What does this number tell you?
India's GDP for the year ending March 2016 was pegged at Rs 136 lakh crore. Since it's a huge number, it is often shown as growth in percentage terms over the last quarter or the previous year. Currently, India is growing at a world-beating 7.6 per cent per annum (or 7.9 per cent for the last quarter), leaving behind even developed economies like the US and UK, which are growing at a piffling 1-2.5 per cent every quarter. Even the IMF and the World Bank have declared that India is indeed in a 'sweet-spot.'
So does this mean more jobs?
A high GDP growth rate implies better prospects, provided inflation is kept in check. Even when the GDP is growing, if inflation is sticky, it affects consumers’ and companies' spending power. Though broadly, inflation is within reasonable limits now, food inflation, particularly prices of pulses, vegetables and fruits are steep and have been a drag on overall growth. It is RBI's mandate to control inflation at less than 6 per cent. To do so, it uses a key policy tool, interest rates, to tame the price rise.
Why does GDP fluctuate?
When the economy is booming, inflation rises as labour and production capacity hit a peak.
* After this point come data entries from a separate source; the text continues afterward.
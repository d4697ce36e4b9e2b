//! Data transfer types shared by the registry, the aggregator and the HTTP layer

pub mod resource;
pub mod response;

pub use resource::{RegisteredResource, Resource, ResourceKind};
pub use response::{RegisterResponse, ServerResponse, ServiceResponse};
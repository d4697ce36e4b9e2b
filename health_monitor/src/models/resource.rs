//! Resource registration models

use crate::error::{MonitorError, Result};
use serde::{Deserialize, Serialize};
use std::str::FromStr;
use validator::Validate;

/// Kinds of external dependency the monitor knows how to probe.
///
/// The declaration order is the dispatch order used by checks.
#[derive(Debug, Clone, Copy, PartialEq, Eq, PartialOrd, Ord, Hash, Serialize, Deserialize)]
#[serde(rename_all = "camelCase")]
pub enum ResourceKind {
    ServiceUrl,
    RedisClient,
    ElasticsearchClient,
    PostgresPromiseClient,
}

impl ResourceKind {
    pub const ALL: [ResourceKind; 4] = [
        ResourceKind::ServiceUrl,
        ResourceKind::RedisClient,
        ResourceKind::ElasticsearchClient,
        ResourceKind::PostgresPromiseClient,
    ];

    pub fn as_str(&self) -> &'static str {
        match self {
            ResourceKind::ServiceUrl => "serviceUrl",
            ResourceKind::RedisClient => "redisClient",
            ResourceKind::ElasticsearchClient => "elasticsearchClient",
            ResourceKind::PostgresPromiseClient => "postgresPromiseClient",
        }
    }
}

impl std::fmt::Display for ResourceKind {
    fn fmt(&self, f: &mut std::fmt::Formatter<'_>) -> std::fmt::Result {
        f.write_str(self.as_str())
    }
}

impl FromStr for ResourceKind {
    type Err = MonitorError;

    fn from_str(s: &str) -> Result<Self> {
        ResourceKind::ALL
            .into_iter()
            .find(|kind| kind.as_str() == s)
            .ok_or_else(|| MonitorError::UnknownKind(s.to_string()))
    }
}

/// Registration input. `type`, `name` and `handle` are required; `critical`
/// defaults to false.
#[derive(Debug, Clone, Default, PartialEq, Eq, Serialize, Deserialize, Validate)]
#[serde(default)]
pub struct Resource {
    #[serde(rename = "type")]
    #[validate(length(min = 1, message = "Resource type cannot be empty"))]
    pub kind: String,

    #[validate(length(min = 1, message = "Resource name cannot be empty"))]
    pub name: String,

    #[validate(length(min = 1, message = "Resource handle cannot be empty"))]
    pub handle: String,

    pub critical: bool,
}

impl Resource {
    pub fn new(kind: impl Into<String>, name: impl Into<String>, handle: impl Into<String>) -> Self {
        Self {
            kind: kind.into(),
            name: name.into(),
            handle: handle.into(),
            critical: false,
        }
    }

    pub fn critical(mut self) -> Self {
        self.critical = true;
        self
    }
}

/// A resource as currently held by the registry.
#[derive(Debug, Clone, PartialEq, Eq, Serialize, Deserialize)]
pub struct RegisteredResource {
    #[serde(rename = "type")]
    pub kind: ResourceKind,
    pub name: String,
    pub handle: String,
    pub critical: bool,
}
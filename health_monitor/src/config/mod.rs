//! Configuration loading and validation

pub mod settings;

pub use settings::{AppConfig, CorsConfig, MonitorConfig, ServerConfig};
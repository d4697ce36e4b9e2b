pub mod monitor;
pub mod probes;
pub mod registry;


pub use monitor::HealthMonitor;
pub use probes::{
    DependencyProbe, ElasticsearchClientProbe, PostgresClientProbe, ProbeTask, Prober, ProberSet,
    RedisClientProbe, ServiceUrlProbe, SharedProber,
};
pub use registry::{Registry, RegistrySnapshot};
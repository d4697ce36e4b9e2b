//! Probe and check result models

use crate::error::CheckError;
use serde::{Deserialize, Serialize};

pub const STATUS_OK: &str = "ok";

/// Result of probing a single resource. Any status other than `"ok"` is a failure.
#[derive(Debug, Clone, PartialEq, Eq, Serialize, Deserialize)]
pub struct ServiceResponse {
    pub resource: String,
    pub status: String,
}

impl ServiceResponse {
    pub fn ok(resource: impl Into<String>) -> Self {
        Self {
            resource: resource.into(),
            status: STATUS_OK.to_string(),
        }
    }

    pub fn with_status(resource: impl Into<String>, status: impl Into<String>) -> Self {
        Self {
            resource: resource.into(),
            status: status.into(),
        }
    }

    pub fn is_ok(&self) -> bool {
        self.status == STATUS_OK
    }
}

/// Aggregate outcome of one check.
#[derive(Debug, Clone, PartialEq, Eq, Serialize, Deserialize)]
#[serde(rename_all = "camelCase")]
pub struct ServerResponse {
    pub status: u16,
    pub message: String,
    #[serde(default, skip_serializing_if = "Vec::is_empty")]
    pub service_responses: Vec<ServiceResponse>,
    #[serde(default, skip_serializing_if = "Option::is_none")]
    pub failed: Option<Vec<String>>,
}

impl ServerResponse {
    pub fn ok(service_responses: Vec<ServiceResponse>) -> Self {
        Self {
            status: 200,
            message: "Ok".to_string(),
            service_responses,
            failed: None,
        }
    }

    pub fn is_ok(&self) -> bool {
        self.status == 200
    }
}

impl From<CheckError> for ServerResponse {
    fn from(err: CheckError) -> Self {
        Self {
            status: err.status(),
            message: err.message().to_string(),
            service_responses: Vec::new(),
            failed: None,
        }
    }
}

#[derive(Debug, Clone, Serialize, Deserialize)]
pub struct RegisterResponse {
    pub accepted: bool,
}

#[cfg(test)]
mod tests {
    use super::*;

    #[test]
    fn test_service_response_status() {
        assert!(ServiceResponse::ok("graphql").is_ok());
        assert!(!ServiceResponse::with_status("graphql", "degraded").is_ok());
        assert!(!ServiceResponse::with_status("graphql", "OK").is_ok());
    }

    #[test]
    fn test_check_errors_become_empty_responses() {
        let response = ServerResponse::from(CheckError::NothingToCheck);
        assert_eq!(response.status, 500);
        assert_eq!(response.message, "Nothing to check");
        assert!(response.service_responses.is_empty());
        assert!(response.failed.is_none());

        let response = ServerResponse::from(CheckError::Timeout);
        assert_eq!(response.status, 503);
        assert_eq!(response.message, "Timed out while checking resources");

        let response = ServerResponse::from(CheckError::Generic("probe panicked".to_string()));
        assert_eq!(response.status, 500);
        assert_eq!(response.message, "Generic error");
    }

    #[test]
    fn test_error_outcomes_serialize_without_results() {
        let value = serde_json::to_value(ServerResponse::from(CheckError::NothingToCheck)).unwrap();
        assert_eq!(value, serde_json::json!({"status": 500, "message": "Nothing to check"}));

        let value = serde_json::to_value(ServerResponse::from(CheckError::Timeout)).unwrap();
        assert!(value.get("serviceResponses").is_none());
        assert!(value.get("failed").is_none());

        let parsed: ServerResponse = serde_json::from_value(value).unwrap();
        assert!(parsed.service_responses.is_empty());
    }

    #[test]
    fn test_server_response_serialization() {
        let response = ServerResponse::ok(vec![ServiceResponse::ok("graphql")]);
        let value = serde_json::to_value(&response).unwrap();

        assert_eq!(value["status"], 200);
        assert_eq!(value["message"], "Ok");
        assert_eq!(value["serviceResponses"][0]["resource"], "graphql");
        assert!(value.get("failed").is_none());

        let mut failing = response.clone();
        failing.failed = Some(vec!["graphql".to_string()]);
        let value = serde_json::to_value(&failing).unwrap();
        assert_eq!(value["failed"][0], "graphql");
    }
}
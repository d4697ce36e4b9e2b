//! Request logging for the monitor endpoints

use axum::body::Body;
use http::{Request, Response};
use std::time::Duration;
use tower_http::classify::{ServerErrorsAsFailures, ServerErrorsFailureClass, SharedClassifier};
use tower_http::trace::{DefaultOnBodyChunk, DefaultOnEos, TraceLayer};
use tracing::{info_span, Span};

type MakeSpanFn = fn(&Request<Body>) -> Span;
type OnRequestFn = fn(&Request<Body>, &Span);
type OnResponseFn = fn(&Response<Body>, Duration, &Span);
type OnFailureFn = fn(ServerErrorsFailureClass, Duration, &Span);

pub type LoggingLayer = TraceLayer<
    SharedClassifier<ServerErrorsAsFailures>,
    MakeSpanFn,
    OnRequestFn,
    OnResponseFn,
    DefaultOnBodyChunk,
    DefaultOnEos,
    OnFailureFn,
>;

pub fn logging_layer() -> LoggingLayer {
    TraceLayer::new_for_http()
        .make_span_with(make_span as MakeSpanFn)
        .on_request(on_request as OnRequestFn)
        .on_response(on_response as OnResponseFn)
        .on_failure(on_failure as OnFailureFn)
}

fn make_span(request: &Request<Body>) -> Span {
    info_span!(
        "monitor_request",
        method = %request.method(),
        path = %request.uri().path(),
    )
}

fn on_request(request: &Request<Body>, _span: &Span) {
    tracing::info!(
        "started processing request {} {}",
        request.method(),
        request.uri().path()
    );
}

fn on_response(response: &Response<Body>, latency: Duration, _span: &Span) {
    let status = response.status();
    let latency_ms = latency.as_millis();

    // 503 is an expected health answer, not a server fault
    if status.is_success() || status == http::StatusCode::SERVICE_UNAVAILABLE {
        tracing::info!(
            status = status.as_u16(),
            latency_ms = latency_ms,
            "request completed"
        );
    } else if status.is_client_error() {
        tracing::warn!(
            status = status.as_u16(),
            latency_ms = latency_ms,
            "client error response"
        );
    } else {
        tracing::error!(
            status = status.as_u16(),
            latency_ms = latency_ms,
            "server error response"
        );
    }
}

fn on_failure(error: ServerErrorsFailureClass, latency: Duration, _span: &Span) {
    tracing::error!(
        latency_ms = latency.as_millis(),
        error = ?error,
        "request failed"
    );
}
This compels the Reserve Bank of India to increase interest rates to cool an overheating economy. But when interest rates rise, companies and consumers cut spending, and demand falls. This forces companies to cut jobs. And as employment figures slide, consumer confidence gets adversely affected. RBI steps in again to lower the interest rates to encourage companies to borrow more to add capacities and hire more people. These income earners reboot domestic demand by spending more, which stimulates the economy. This is a repeating cycle and that's how we see economies growing and contracting.
What doesn't GDP tell you?
It doesn't tell you about your happiness index or quality of life. It does measure the per capita income, which is nothing but the GDP number divided by the total population. For FY16, India’s annual per capita stands at Rs 93,231. But that does not mean that all of us are earning a similar sum. Per capita income therefore isn't an accurate measure as a population includes children, students, retired people who do not have an income.
Also, in some cases, GDP may be growing, but not fast enough to create jobs. For instance, India's GDP has been growing over 7 per cent for the past two-three years, but the manufacturing sector, which contributes to over 40 per cent of the country's total employment, witnessed negative growth of 4.2 per cent in FY15.